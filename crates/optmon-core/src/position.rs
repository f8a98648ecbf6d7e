//! Tracked option position and the record written when it terminates.

use crate::decimal::Price;
use crate::types::{Exchange, ExitReason, OptionType, PositionStatus};
use chrono::NaiveDateTime;
use rust_decimal::Decimal;
use serde::{Deserialize, Serialize};

/// Text format for every persisted timestamp.
pub const TIMESTAMP_FORMAT: &str = "%Y-%m-%d %H:%M:%S";

/// Serde adapter for `NaiveDateTime` in [`TIMESTAMP_FORMAT`].
pub mod timestamp {
    use super::TIMESTAMP_FORMAT;
    use chrono::NaiveDateTime;
    use serde::{Deserialize, Deserializer, Serializer};

    pub fn serialize<S: Serializer>(dt: &NaiveDateTime, s: S) -> Result<S::Ok, S::Error> {
        s.serialize_str(&dt.format(TIMESTAMP_FORMAT).to_string())
    }

    pub fn deserialize<'de, D: Deserializer<'de>>(d: D) -> Result<NaiveDateTime, D::Error> {
        let raw = String::deserialize(d)?;
        NaiveDateTime::parse_from_str(&raw, TIMESTAMP_FORMAT).map_err(serde::de::Error::custom)
    }

    /// Same format for optional fields; `null` and `""` read back as `None`.
    pub mod option {
        use super::TIMESTAMP_FORMAT;
        use chrono::NaiveDateTime;
        use serde::{Deserialize, Deserializer, Serializer};

        pub fn serialize<S: Serializer>(
            dt: &Option<NaiveDateTime>,
            s: S,
        ) -> Result<S::Ok, S::Error> {
            match dt {
                Some(dt) => s.serialize_str(&dt.format(TIMESTAMP_FORMAT).to_string()),
                None => s.serialize_none(),
            }
        }

        pub fn deserialize<'de, D: Deserializer<'de>>(
            d: D,
        ) -> Result<Option<NaiveDateTime>, D::Error> {
            match Option::<String>::deserialize(d)? {
                Some(raw) if !raw.is_empty() => {
                    NaiveDateTime::parse_from_str(&raw, TIMESTAMP_FORMAT)
                        .map(Some)
                        .map_err(serde::de::Error::custom)
                }
                _ => Ok(None),
            }
        }
    }
}

fn default_product_type() -> String {
    "INTRADAY".to_string()
}

fn default_order_type() -> String {
    "MARKET".to_string()
}

/// Key under which a position is stored: one position per account and symbol.
#[must_use]
pub fn position_key(client_id: &str, symbol: &str) -> String {
    format!("{client_id}_{symbol}")
}

// ============================================================================
// Position
// ============================================================================

/// An open option position tracked against underlying price thresholds.
#[derive(Debug, Clone, PartialEq, Serialize, Deserialize)]
pub struct Position {
    pub trade_id: String,
    pub client_id: String,
    /// Entry order id.
    pub order_id: String,

    /// Option trading symbol, e.g. `NIFTY27MAR2522500CE`.
    pub symbol: String,
    pub token: String,
    pub option_type: OptionType,
    pub strike_price: Decimal,
    /// Venue expiry text, e.g. `27MAR2025`.
    #[serde(default)]
    pub expiry: String,
    pub underlying_symbol: String,
    #[serde(default)]
    pub underlying_exchange: Exchange,

    pub quantity: u32,
    #[serde(default)]
    pub lot_size: u32,
    pub entry_price: Price,
    pub underlying_entry_price: Price,
    pub underlying_stop_loss: Price,
    pub underlying_target: Price,

    #[serde(rename = "producttype", default = "default_product_type")]
    pub product_type: String,
    #[serde(rename = "entry_ordertype", default = "default_order_type")]
    pub entry_order_type: String,
    #[serde(rename = "exit_ordertype", default = "default_order_type")]
    pub exit_order_type: String,

    #[serde(default)]
    pub status: PositionStatus,
    #[serde(default, skip_serializing_if = "Option::is_none")]
    pub status_reason: Option<String>,
    /// Last order-status code seen for the entry order (AB01, AB05, ...).
    #[serde(default, skip_serializing_if = "Option::is_none")]
    pub order_status: Option<String>,

    #[serde(with = "timestamp")]
    pub entry_time: NaiveDateTime,

    #[serde(default, skip_serializing_if = "Option::is_none")]
    pub current_underlying_price: Option<Price>,
    #[serde(default, skip_serializing_if = "Option::is_none")]
    pub current_option_price: Option<Price>,
    #[serde(default, skip_serializing_if = "Option::is_none")]
    pub pnl: Option<Decimal>,
    #[serde(default, skip_serializing_if = "Option::is_none")]
    pub pnl_percent: Option<Decimal>,
    #[serde(
        default,
        with = "timestamp::option",
        skip_serializing_if = "Option::is_none"
    )]
    pub last_updated: Option<NaiveDateTime>,
}

impl Position {
    /// Store key of this position.
    #[must_use]
    pub fn key(&self) -> String {
        position_key(&self.client_id, &self.symbol)
    }

    /// Generate a fresh trade id.
    #[must_use]
    pub fn new_trade_id() -> String {
        uuid::Uuid::new_v4().to_string()
    }

    /// Profit and loss at `exit_price`: `(pnl, pnl_percent)`.
    ///
    /// Zero when either price is not positive.
    #[must_use]
    pub fn pnl_at(&self, exit_price: Price) -> (Decimal, Decimal) {
        if !self.entry_price.is_positive() || !exit_price.is_positive() {
            return (Decimal::ZERO, Decimal::ZERO);
        }
        let diff = exit_price.inner() - self.entry_price.inner();
        let pnl = diff * Decimal::from(self.quantity);
        let pct = exit_price.pct_from(self.entry_price).unwrap_or(Decimal::ZERO);
        (pnl, pct)
    }
}

// ============================================================================
// CompletedTradeRecord
// ============================================================================

/// Write-once record of a terminated position.
#[derive(Debug, Clone, PartialEq, Serialize, Deserialize)]
pub struct CompletedTradeRecord {
    pub trade_id: String,
    pub client_id: String,
    pub symbol: String,
    pub underlying_symbol: String,
    pub option_type: OptionType,
    pub strike_price: Decimal,
    #[serde(with = "timestamp")]
    pub entry_time: NaiveDateTime,
    #[serde(with = "timestamp")]
    pub exit_time: NaiveDateTime,
    pub entry_price: Price,
    pub exit_price: Price,
    pub quantity: u32,
    pub pnl: Decimal,
    pub pnl_percent: Decimal,
    pub exit_reason: ExitReason,
    pub entry_order_id: String,
    pub exit_order_id: String,
    pub expiry: String,
    pub underlying_entry_price: Price,
    pub underlying_stop_loss: Price,
    pub underlying_target: Price,
}

impl CompletedTradeRecord {
    /// Build the record for `position` closing at `exit_price`.
    #[must_use]
    pub fn from_position(
        position: &Position,
        exit_price: Price,
        pnl: Decimal,
        pnl_percent: Decimal,
        exit_reason: ExitReason,
        exit_order_id: impl Into<String>,
        exit_time: NaiveDateTime,
    ) -> Self {
        Self {
            trade_id: position.trade_id.clone(),
            client_id: position.client_id.clone(),
            symbol: position.symbol.clone(),
            underlying_symbol: position.underlying_symbol.clone(),
            option_type: position.option_type,
            strike_price: position.strike_price,
            entry_time: position.entry_time,
            exit_time,
            entry_price: position.entry_price,
            exit_price,
            quantity: position.quantity,
            pnl,
            pnl_percent,
            exit_reason,
            entry_order_id: position.order_id.clone(),
            exit_order_id: exit_order_id.into(),
            expiry: position.expiry.clone(),
            underlying_entry_price: position.underlying_entry_price,
            underlying_stop_loss: position.underlying_stop_loss,
            underlying_target: position.underlying_target,
        }
    }

    /// Record for a position closed outside this system; economics unknown.
    #[must_use]
    pub fn external_exit(position: &Position, exit_time: NaiveDateTime) -> Self {
        Self::from_position(
            position,
            Price::ZERO,
            Decimal::ZERO,
            Decimal::ZERO,
            ExitReason::ExternalExit,
            "",
            exit_time,
        )
    }
}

========================

▶ **TASK PROMPT**:
Retype the listing above without a single difference.

▶ **REPLY TO THE TASK**:
filename crates/optmon-core/src/position.rs
repository f8a98648ecbf6d7e
//! Tracked option position and the record written when it terminates.

use crate::decimal::Price;
use crate::types::{Exchange, ExitReason, OptionType, PositionStatus};
use chrono::NaiveDateTime;
use rust_decimal::Decimal;
use serde::{Deserialize, Serialize};

/// Text format for every persisted timestamp.
pub const TIMESTAMP_FORMAT: &str = "%Y-%m-%d %H:%M:%S";

/// Serde adapter for `NaiveDateTime` in [`TIMESTAMP_FORMAT`].
pub mod timestamp {
    use super::TIMESTAMP_FORMAT;
    use chrono::NaiveDateTime;
    use serde::{Deserialize, Deserializer, Serializer};

    pub fn serialize<S: Serializer>(dt: &NaiveDateTime, s: S) -> Result<S::Ok, S::Error> {
        s.serialize_str(&dt.format(TIMESTAMP_FORMAT).to_string())
    }

    pub fn deserialize<'de, D: Deserializer<'de>>(d: D) -> Result<NaiveDateTime, D::Error> {
        let raw = String::deserialize(d)?;
        NaiveDateTime::parse_from_str(&raw, TIMESTAMP_FORMAT).map_err(serde::de::Error::custom)
    }

    /// Same format for optional fields; `null` and `""` read back as `None`.
    pub mod option {
        use super::TIMESTAMP_FORMAT;
        use chrono::NaiveDateTime;
        use serde::{Deserialize, Deserializer, Serializer};

        pub fn serialize<S: Serializer>(
            dt: &Option<NaiveDateTime>,
            s: S,
        ) -> Result<S::Ok, S::Error> {
            match dt {
                Some(dt) => s.serialize_str(&dt.format(TIMESTAMP_FORMAT).to_string()),
                None => s.serialize_none(),
            }
        }

        pub fn deserialize<'de, D: Deserializer<'de>>(
            d: D,
        ) -> Result<Option<NaiveDateTime>, D::Error> {
            match Option::<String>::deserialize(d)? {
                Some(raw) if !raw.is_empty() => {
                    NaiveDateTime::parse_from_str(&raw, TIMESTAMP_FORMAT)
                        .map(Some)
                        .map_err(serde::de::Error::custom)
                }
                _ => Ok(None),
            }
        }
    }
}

fn default_product_type() -> String {
    "INTRADAY".to_string()
}

fn default_order_type() -> String {
    "MARKET".to_string()
}

/// Key under which a position is stored: one position per account and symbol.
#[must_use]
pub fn position_key(client_id: &str, symbol: &str) -> String {
    format!("{client_id}_{symbol}")
}

// ============================================================================
// Position
// ============================================================================

/// An open option position tracked against underlying price thresholds.
#[derive(Debug, Clone, PartialEq, Serialize, Deserialize)]
pub struct Position {
    pub trade_id: String,
    pub client_id: String,
    /// Entry order id.
    pub order_id: String,

    /// Option trading symbol, e.g. `NIFTY27MAR2522500CE`.
    pub symbol: String,
    pub token: String,
    pub option_type: OptionType,
    pub strike_price: Decimal,
    /// Venue expiry text, e.g. `27MAR2025`.
    #[serde(default)]
    pub expiry: String,
    pub underlying_symbol: String,
    #[serde(default)]
    pub underlying_exchange: Exchange,

    pub quantity: u32,
    #[serde(default)]
    pub lot_size: u32,
    pub entry_price: Price,
    pub underlying_entry_price: Price,
    pub underlying_stop_loss: Price,
    pub underlying_target: Price,

    #[serde(rename = "producttype", default = "default_product_type")]
    pub product_type: String,
    #[serde(rename = "entry_ordertype", default = "default_order_type")]
    pub entry_order_type: String,
    #[serde(rename = "exit_ordertype", default = "default_order_type")]
    pub exit_order_type: String,

    #[serde(default)]
    pub status: PositionStatus,
    #[serde(default, skip_serializing_if = "Option::is_none")]
    pub status_reason: Option<String>,
    /// Last order-status code seen for the entry order (AB01, AB05, ...).
    #[serde(default, skip_serializing_if = "Option::is_none")]
    pub order_status: Option<String>,

    #[serde(with = "timestamp")]
    pub entry_time: NaiveDateTime,

    #[serde(default, skip_serializing_if = "Option::is_none")]
    pub current_underlying_price: Option<Price>,
    #[serde(default, skip_serializing_if = "Option::is_none")]
    pub current_option_price: Option<Price>,
    #[serde(default, skip_serializing_if = "Option::is_none")]
    pub pnl: Option<Decimal>,
    #[serde(default, skip_serializing_if = "Option::is_none")]
    pub pnl_percent: Option<Decimal>,
    #[serde(
        default,
        with = "timestamp::option",
        skip_serializing_if = "Option::is_none"
    )]
    pub last_updated: Option<NaiveDateTime>,
}

impl Position {
    /// Store key of this position.
    #[must_use]
    pub fn key(&self) -> String {
        position_key(&self.client_id, &self.symbol)
    }

    /// Generate a fresh trade id.
    #[must_use]
    pub fn new_trade_id() -> String {
        uuid::Uuid::new_v4().to_string()
    }

    /// Profit and loss at `exit_price`: `(pnl, pnl_percent)`.
    ///
    /// Zero when either price is not positive.
    #[must_use]
    pub fn pnl_at(&self, exit_price: Price) -> (Decimal, Decimal) {
        if !self.entry_price.is_positive() || !exit_price.is_positive() {
            return (Decimal::ZERO, Decimal::ZERO);
        }
        let diff = exit_price.inner() - self.entry_price.inner();
        let pnl = diff * Decimal::from(self.quantity);
        let pct = exit_price.pct_from(self.entry_price).unwrap_or(Decimal::ZERO);
        (pnl, pct)
    }
}

// ============================================================================
// CompletedTradeRecord
// ============================================================================

/// Write-once record of a terminated position.
#[derive(Debug, Clone, PartialEq, Serialize, Deserialize)]
pub struct CompletedTradeRecord {
    pub trade_id: String,
    pub client_id: String,
    pub symbol: String,
    pub underlying_symbol: String,
    pub option_type: OptionType,
    pub strike_price: Decimal,
    #[serde(with = "timestamp")]
    pub entry_time: NaiveDateTime,
    #[serde(with = "timestamp")]
    pub exit_time: NaiveDateTime,
    pub entry_price: Price,
    pub exit_price: Price,
    pub quantity: u32,
    pub pnl: Decimal,
    pub pnl_percent: Decimal,
    pub exit_reason: ExitReason,
    pub entry_order_id: String,
    pub exit_order_id: String,
    pub expiry: String,
    pub underlying_entry_price: Price,
    pub underlying_stop_loss: Price,
    pub underlying_target: Price,
}

impl CompletedTradeRecord {
    /// Build the record for `position` closing at `exit_price`.
    #[must_use]
    pub fn from_position(
        position: &Position,
        exit_price: Price,
        pnl: Decimal,
        pnl_percent: Decimal,
        exit_reason: ExitReason,
        exit_order_id: impl Into<String>,
        exit_time: NaiveDateTime,
    ) -> Self {
        Self {
            trade_id: position.trade_id.clone(),
            client_id: position.client_id.clone(),
            symbol: position.symbol.clone(),
            underlying_symbol: position.underlying_symbol.clone(),
            option_type: position.option_type,
            strike_price: position.strike_price,
            entry_time: position.entry_time,
            exit_time,
            entry_price: position.entry_price,
            exit_price,
            quantity: position.quantity,
            pnl,
            pnl_percent,
            exit_reason,
            entry_order_id: position.order_id.clone(),
            exit_order_id: exit_order_id.into(),
            expiry: position.expiry.clone(),
            underlying_entry_price: position.underlying_entry_price,
            underlying_stop_loss: position.underlying_stop_loss,
            underlying_target: position.underlying_target,
        }
    }

    /// Record for a position closed outside this system; economics unknown.
    #[must_use]
    pub fn external_exit(position: &Position, exit_time: NaiveDateTime) -> Self {
        Self::from_position(
            position,
            Price::ZERO,
            Decimal::ZERO,
            Decimal::ZERO,
            ExitReason::ExternalExit,
            "",
            exit_time,
        )
    }
}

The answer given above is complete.